======== Task data

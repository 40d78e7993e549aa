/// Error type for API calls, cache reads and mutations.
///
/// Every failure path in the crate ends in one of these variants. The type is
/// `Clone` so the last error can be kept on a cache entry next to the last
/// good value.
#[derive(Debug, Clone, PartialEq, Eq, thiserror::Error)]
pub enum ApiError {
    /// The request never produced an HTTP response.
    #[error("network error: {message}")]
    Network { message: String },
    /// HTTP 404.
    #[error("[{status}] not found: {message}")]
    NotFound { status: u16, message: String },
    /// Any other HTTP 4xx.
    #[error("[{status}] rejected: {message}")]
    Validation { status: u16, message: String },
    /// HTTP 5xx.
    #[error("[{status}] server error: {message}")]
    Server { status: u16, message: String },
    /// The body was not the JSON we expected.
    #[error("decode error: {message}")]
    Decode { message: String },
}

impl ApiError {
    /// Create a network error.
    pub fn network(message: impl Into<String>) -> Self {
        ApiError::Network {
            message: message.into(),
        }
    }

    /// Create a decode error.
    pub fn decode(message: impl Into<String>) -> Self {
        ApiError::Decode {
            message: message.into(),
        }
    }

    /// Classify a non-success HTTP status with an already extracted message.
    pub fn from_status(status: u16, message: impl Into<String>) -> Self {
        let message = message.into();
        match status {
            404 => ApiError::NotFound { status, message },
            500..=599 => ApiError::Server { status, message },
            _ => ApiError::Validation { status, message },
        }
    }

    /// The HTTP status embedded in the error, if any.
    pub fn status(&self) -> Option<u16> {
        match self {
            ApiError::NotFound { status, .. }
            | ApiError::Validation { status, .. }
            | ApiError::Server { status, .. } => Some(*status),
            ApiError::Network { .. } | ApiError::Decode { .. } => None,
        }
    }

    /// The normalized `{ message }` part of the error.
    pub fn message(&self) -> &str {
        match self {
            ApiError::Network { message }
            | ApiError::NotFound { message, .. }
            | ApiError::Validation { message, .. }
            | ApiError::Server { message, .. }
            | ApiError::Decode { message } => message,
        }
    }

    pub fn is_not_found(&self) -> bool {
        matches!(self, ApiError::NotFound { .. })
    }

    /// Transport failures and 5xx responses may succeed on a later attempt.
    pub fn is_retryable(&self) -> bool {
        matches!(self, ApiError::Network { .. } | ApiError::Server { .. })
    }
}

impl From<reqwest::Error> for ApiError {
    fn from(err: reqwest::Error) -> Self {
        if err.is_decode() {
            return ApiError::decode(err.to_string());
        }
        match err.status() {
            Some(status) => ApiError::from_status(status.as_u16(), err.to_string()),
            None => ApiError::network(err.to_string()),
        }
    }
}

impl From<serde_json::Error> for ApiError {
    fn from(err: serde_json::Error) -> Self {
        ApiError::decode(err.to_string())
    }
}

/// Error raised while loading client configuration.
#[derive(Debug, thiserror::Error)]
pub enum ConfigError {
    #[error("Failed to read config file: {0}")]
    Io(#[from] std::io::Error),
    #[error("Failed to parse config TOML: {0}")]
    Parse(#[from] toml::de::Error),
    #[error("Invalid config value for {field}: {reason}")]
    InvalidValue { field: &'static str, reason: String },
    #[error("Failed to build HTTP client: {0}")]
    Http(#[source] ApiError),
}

================

* Exercise goal
A single figure is required: how many lines above contain the word "type".

* Solution to the exercise
2